Task
Looking through the data, please report how many lines contain the string "AddAssign", giving nothing but the number.

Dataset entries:

........

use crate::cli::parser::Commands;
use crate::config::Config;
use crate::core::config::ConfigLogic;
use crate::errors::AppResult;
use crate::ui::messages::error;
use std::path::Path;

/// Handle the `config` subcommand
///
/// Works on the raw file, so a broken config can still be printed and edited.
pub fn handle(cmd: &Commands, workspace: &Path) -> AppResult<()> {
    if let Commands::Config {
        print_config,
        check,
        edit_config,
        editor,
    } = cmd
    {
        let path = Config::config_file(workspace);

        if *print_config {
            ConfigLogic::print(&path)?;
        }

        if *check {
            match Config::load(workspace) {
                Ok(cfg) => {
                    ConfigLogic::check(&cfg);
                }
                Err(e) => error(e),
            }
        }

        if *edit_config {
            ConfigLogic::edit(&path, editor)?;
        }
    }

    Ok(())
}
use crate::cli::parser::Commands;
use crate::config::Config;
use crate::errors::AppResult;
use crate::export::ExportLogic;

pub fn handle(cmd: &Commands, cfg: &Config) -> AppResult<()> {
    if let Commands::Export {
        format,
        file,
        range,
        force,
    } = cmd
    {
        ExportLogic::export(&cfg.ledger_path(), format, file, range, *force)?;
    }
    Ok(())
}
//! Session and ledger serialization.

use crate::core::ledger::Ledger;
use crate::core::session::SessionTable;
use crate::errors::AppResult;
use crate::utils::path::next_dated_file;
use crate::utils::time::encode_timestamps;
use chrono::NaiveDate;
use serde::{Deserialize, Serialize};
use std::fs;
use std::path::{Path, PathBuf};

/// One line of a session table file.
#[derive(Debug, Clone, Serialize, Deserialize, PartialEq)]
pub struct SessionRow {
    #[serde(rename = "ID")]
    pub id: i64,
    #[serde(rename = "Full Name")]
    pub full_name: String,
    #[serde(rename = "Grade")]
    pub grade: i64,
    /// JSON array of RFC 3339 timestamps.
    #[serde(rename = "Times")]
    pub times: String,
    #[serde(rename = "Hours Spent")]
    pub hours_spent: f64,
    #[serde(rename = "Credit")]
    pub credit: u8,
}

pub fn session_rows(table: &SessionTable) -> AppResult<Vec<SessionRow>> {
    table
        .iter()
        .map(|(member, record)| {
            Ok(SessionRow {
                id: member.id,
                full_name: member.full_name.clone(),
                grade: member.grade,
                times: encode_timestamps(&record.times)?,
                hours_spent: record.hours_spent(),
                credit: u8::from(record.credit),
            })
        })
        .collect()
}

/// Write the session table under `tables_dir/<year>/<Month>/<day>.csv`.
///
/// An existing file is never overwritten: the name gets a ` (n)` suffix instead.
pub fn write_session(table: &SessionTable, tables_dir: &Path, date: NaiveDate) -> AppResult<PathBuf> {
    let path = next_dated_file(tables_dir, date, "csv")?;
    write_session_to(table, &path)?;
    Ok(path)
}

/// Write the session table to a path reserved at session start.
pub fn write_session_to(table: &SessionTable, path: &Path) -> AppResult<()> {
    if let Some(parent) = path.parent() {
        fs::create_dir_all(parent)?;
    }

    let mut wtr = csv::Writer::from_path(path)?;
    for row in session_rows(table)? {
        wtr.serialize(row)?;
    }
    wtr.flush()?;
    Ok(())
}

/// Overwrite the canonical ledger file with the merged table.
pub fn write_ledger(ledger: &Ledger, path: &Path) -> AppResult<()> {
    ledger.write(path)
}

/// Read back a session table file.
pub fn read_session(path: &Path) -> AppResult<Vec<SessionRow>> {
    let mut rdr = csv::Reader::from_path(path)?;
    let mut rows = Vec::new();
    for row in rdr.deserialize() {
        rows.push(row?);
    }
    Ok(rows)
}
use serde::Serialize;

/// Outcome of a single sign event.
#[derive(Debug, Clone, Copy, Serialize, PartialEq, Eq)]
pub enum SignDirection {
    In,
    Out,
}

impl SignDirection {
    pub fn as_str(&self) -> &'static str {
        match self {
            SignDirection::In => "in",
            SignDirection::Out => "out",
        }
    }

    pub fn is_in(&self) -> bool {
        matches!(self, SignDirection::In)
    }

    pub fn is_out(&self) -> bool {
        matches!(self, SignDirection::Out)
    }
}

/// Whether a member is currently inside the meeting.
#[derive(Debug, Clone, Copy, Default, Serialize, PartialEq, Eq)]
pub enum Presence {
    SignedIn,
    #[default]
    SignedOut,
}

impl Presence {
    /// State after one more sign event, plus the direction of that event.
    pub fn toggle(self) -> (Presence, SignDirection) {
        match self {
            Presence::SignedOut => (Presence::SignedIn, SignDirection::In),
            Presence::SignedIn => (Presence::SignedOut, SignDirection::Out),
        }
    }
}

........

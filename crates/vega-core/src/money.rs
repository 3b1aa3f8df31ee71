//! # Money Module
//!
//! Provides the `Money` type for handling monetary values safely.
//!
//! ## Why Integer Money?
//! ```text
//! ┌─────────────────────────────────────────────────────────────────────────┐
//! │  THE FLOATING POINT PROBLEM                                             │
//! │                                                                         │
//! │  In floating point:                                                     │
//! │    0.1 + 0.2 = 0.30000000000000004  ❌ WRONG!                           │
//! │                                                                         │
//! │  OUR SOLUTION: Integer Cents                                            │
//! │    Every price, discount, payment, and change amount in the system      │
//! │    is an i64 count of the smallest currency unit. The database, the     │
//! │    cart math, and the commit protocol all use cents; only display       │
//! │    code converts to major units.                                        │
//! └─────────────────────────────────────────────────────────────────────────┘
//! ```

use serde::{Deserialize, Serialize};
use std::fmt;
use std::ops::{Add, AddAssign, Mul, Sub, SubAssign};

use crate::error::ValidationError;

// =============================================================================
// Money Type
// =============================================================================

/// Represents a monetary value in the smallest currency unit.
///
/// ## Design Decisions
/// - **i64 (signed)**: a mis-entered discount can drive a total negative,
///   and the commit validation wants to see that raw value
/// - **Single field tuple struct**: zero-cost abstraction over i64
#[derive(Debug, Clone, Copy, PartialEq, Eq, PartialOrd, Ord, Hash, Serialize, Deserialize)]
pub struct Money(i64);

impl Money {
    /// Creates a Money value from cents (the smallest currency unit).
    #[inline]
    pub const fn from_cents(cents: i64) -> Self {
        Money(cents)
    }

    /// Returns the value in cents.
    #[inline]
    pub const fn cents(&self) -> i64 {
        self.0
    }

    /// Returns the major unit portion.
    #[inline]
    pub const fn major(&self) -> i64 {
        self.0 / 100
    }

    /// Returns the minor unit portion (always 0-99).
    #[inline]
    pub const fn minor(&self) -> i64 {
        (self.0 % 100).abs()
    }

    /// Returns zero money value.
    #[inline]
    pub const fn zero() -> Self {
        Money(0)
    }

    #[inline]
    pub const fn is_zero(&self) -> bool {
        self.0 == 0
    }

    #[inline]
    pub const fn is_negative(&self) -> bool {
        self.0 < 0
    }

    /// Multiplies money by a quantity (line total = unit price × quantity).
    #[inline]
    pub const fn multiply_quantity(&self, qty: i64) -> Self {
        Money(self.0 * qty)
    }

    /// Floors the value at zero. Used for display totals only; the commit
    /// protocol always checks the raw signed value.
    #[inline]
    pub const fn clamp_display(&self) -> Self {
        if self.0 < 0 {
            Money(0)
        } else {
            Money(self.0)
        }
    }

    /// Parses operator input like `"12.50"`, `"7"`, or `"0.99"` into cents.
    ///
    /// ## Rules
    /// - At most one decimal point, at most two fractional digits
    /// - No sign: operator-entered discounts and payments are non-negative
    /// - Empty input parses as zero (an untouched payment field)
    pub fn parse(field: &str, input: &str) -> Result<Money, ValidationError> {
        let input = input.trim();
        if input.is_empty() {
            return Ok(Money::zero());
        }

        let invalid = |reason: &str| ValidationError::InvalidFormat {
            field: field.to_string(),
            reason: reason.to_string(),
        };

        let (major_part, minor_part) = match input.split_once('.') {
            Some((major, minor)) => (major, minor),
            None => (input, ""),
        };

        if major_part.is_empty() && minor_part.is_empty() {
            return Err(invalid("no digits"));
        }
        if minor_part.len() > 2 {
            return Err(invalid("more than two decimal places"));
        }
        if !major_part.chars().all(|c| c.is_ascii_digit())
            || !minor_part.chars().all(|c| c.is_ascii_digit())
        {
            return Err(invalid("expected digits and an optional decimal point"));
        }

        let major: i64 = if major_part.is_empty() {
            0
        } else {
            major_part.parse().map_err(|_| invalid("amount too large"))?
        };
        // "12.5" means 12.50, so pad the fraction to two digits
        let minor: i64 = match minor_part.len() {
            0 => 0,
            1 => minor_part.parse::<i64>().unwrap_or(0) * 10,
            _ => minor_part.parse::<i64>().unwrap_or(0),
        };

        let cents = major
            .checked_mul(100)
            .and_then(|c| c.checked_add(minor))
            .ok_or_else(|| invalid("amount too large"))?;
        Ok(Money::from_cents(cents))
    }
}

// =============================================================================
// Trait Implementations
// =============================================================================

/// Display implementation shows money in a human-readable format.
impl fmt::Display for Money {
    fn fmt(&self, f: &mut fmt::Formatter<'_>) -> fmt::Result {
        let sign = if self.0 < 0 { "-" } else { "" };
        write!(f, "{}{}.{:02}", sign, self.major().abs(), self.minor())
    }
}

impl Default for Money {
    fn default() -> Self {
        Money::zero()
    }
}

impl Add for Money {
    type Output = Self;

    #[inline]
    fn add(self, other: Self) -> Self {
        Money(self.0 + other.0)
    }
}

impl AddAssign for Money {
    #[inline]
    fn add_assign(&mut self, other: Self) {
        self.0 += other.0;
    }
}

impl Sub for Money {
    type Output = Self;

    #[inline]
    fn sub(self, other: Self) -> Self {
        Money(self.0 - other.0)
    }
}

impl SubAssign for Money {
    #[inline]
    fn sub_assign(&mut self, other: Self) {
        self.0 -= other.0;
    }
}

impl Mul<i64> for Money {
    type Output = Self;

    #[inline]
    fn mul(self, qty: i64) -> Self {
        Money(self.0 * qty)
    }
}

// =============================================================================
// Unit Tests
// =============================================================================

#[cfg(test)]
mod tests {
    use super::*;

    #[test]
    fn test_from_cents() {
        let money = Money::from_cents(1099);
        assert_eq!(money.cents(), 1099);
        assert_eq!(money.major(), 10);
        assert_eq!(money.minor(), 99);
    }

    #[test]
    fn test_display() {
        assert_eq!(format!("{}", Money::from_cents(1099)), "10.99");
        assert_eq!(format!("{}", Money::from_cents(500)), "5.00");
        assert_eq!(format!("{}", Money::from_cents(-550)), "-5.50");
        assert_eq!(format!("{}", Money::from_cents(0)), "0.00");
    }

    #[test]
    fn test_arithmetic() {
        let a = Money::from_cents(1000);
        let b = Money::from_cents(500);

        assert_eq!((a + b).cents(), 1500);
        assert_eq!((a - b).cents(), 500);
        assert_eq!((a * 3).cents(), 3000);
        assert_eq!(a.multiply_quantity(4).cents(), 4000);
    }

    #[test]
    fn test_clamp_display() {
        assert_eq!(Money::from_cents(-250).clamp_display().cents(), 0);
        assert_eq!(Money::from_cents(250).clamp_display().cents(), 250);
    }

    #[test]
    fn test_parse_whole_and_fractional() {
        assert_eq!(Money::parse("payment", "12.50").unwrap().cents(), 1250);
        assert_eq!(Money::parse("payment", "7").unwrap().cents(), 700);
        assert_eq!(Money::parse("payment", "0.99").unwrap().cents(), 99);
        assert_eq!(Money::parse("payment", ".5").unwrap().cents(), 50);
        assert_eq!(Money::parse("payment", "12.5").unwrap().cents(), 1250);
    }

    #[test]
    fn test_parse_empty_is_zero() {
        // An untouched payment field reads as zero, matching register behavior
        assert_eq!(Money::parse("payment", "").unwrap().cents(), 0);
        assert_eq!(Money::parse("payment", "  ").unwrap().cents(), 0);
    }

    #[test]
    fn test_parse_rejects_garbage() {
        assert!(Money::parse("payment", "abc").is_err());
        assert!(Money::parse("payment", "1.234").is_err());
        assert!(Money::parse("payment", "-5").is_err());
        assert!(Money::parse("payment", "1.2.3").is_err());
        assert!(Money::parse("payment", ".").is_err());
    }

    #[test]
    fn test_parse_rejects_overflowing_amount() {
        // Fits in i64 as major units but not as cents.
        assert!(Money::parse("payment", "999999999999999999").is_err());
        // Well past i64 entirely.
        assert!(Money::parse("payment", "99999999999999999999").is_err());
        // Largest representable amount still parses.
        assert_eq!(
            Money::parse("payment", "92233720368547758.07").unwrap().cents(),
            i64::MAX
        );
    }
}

........

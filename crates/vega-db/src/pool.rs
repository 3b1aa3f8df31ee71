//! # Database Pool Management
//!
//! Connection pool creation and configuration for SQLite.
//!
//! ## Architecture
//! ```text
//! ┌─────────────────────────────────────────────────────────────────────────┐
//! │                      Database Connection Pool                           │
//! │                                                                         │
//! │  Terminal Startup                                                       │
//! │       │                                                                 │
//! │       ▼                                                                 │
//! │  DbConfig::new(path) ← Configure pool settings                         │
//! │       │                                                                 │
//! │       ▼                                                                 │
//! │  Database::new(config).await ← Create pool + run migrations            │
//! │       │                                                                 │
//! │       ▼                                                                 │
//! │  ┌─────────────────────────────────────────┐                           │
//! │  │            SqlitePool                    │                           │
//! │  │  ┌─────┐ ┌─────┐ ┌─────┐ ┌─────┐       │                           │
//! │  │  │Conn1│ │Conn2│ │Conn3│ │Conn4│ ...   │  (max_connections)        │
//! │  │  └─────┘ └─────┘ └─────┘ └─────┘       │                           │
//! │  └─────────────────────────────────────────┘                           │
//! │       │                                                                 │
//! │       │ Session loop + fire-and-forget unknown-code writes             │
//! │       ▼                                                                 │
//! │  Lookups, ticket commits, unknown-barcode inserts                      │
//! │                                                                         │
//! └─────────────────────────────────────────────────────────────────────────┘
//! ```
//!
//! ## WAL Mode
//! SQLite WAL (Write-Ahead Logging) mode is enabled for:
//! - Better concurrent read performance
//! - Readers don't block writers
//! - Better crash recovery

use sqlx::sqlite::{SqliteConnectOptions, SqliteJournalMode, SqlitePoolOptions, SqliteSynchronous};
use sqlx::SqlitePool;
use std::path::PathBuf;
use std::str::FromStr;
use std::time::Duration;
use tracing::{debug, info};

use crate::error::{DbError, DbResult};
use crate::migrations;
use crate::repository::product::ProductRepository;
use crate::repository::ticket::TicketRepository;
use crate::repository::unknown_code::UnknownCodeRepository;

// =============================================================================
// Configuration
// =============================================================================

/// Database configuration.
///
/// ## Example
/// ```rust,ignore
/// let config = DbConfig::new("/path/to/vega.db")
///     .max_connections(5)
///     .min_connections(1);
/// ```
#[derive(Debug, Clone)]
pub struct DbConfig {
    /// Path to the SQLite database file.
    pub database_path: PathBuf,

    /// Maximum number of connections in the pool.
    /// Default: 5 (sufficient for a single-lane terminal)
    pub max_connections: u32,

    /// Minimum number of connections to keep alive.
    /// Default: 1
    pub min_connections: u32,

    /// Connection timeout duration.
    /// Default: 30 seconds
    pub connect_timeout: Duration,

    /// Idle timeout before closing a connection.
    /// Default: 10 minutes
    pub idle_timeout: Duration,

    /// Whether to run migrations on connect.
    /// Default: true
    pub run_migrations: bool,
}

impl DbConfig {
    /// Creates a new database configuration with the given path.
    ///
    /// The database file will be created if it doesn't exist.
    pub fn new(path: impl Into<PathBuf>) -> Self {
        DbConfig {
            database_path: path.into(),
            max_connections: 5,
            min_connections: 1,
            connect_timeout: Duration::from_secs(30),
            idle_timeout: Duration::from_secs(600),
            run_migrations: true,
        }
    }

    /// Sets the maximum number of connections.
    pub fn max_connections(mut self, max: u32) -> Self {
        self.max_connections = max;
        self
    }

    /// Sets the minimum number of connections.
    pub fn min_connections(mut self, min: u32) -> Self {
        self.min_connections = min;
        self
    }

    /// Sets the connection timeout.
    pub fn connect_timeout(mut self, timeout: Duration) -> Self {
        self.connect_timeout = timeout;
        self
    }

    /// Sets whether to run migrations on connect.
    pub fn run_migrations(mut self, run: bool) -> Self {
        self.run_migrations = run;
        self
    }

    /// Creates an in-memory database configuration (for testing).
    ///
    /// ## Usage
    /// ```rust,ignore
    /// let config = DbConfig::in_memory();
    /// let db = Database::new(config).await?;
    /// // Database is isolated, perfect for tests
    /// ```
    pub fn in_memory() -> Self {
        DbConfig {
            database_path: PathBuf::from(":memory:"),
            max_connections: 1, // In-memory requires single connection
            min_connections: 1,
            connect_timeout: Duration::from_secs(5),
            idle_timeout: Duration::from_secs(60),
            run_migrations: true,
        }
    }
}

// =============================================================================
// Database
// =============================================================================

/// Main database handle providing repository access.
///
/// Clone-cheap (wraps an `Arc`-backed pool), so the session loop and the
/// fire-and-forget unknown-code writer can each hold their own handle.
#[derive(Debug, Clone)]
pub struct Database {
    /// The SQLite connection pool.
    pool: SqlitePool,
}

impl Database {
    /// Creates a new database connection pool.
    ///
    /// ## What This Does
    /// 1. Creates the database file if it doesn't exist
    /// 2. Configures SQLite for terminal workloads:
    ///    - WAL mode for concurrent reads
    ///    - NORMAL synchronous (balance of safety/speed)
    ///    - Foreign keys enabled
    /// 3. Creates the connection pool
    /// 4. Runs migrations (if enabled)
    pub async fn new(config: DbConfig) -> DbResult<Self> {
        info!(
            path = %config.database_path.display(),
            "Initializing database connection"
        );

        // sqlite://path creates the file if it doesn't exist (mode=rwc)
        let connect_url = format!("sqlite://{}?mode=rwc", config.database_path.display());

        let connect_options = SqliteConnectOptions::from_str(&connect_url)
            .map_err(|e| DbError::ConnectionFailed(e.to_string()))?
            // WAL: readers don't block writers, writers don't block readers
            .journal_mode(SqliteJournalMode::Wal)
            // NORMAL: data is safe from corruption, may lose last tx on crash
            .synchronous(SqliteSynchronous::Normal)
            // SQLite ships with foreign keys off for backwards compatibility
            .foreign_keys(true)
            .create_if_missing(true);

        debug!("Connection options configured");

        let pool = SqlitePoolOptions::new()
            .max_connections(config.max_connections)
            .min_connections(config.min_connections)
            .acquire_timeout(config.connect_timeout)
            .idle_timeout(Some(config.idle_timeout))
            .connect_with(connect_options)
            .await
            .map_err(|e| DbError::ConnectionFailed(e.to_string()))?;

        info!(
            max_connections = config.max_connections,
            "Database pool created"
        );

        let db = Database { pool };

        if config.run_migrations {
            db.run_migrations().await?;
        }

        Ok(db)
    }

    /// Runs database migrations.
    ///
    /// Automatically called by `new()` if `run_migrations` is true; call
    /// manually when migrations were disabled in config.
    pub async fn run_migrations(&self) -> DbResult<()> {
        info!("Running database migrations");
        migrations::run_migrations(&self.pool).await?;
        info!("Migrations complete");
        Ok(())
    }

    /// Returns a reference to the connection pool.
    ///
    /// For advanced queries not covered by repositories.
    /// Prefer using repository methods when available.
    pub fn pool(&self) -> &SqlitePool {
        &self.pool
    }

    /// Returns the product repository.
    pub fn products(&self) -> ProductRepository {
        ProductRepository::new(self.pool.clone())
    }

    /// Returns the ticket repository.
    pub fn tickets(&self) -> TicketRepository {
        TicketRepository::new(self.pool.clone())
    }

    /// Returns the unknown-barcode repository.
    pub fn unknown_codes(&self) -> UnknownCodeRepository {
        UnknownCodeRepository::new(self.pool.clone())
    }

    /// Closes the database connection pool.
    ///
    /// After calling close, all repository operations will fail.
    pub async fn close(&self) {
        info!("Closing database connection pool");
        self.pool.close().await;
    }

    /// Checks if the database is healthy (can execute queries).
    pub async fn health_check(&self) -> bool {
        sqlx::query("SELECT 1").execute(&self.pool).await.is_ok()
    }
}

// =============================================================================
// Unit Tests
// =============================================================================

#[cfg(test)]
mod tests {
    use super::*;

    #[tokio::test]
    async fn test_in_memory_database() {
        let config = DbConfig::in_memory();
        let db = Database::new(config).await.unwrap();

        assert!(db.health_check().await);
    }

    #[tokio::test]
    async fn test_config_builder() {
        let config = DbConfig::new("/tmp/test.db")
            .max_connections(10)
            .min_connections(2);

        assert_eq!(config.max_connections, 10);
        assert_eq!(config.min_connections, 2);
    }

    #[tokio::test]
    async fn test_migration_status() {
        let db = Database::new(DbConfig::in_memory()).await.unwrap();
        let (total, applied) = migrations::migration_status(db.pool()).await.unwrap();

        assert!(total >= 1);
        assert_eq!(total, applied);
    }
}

........

Output for this task
2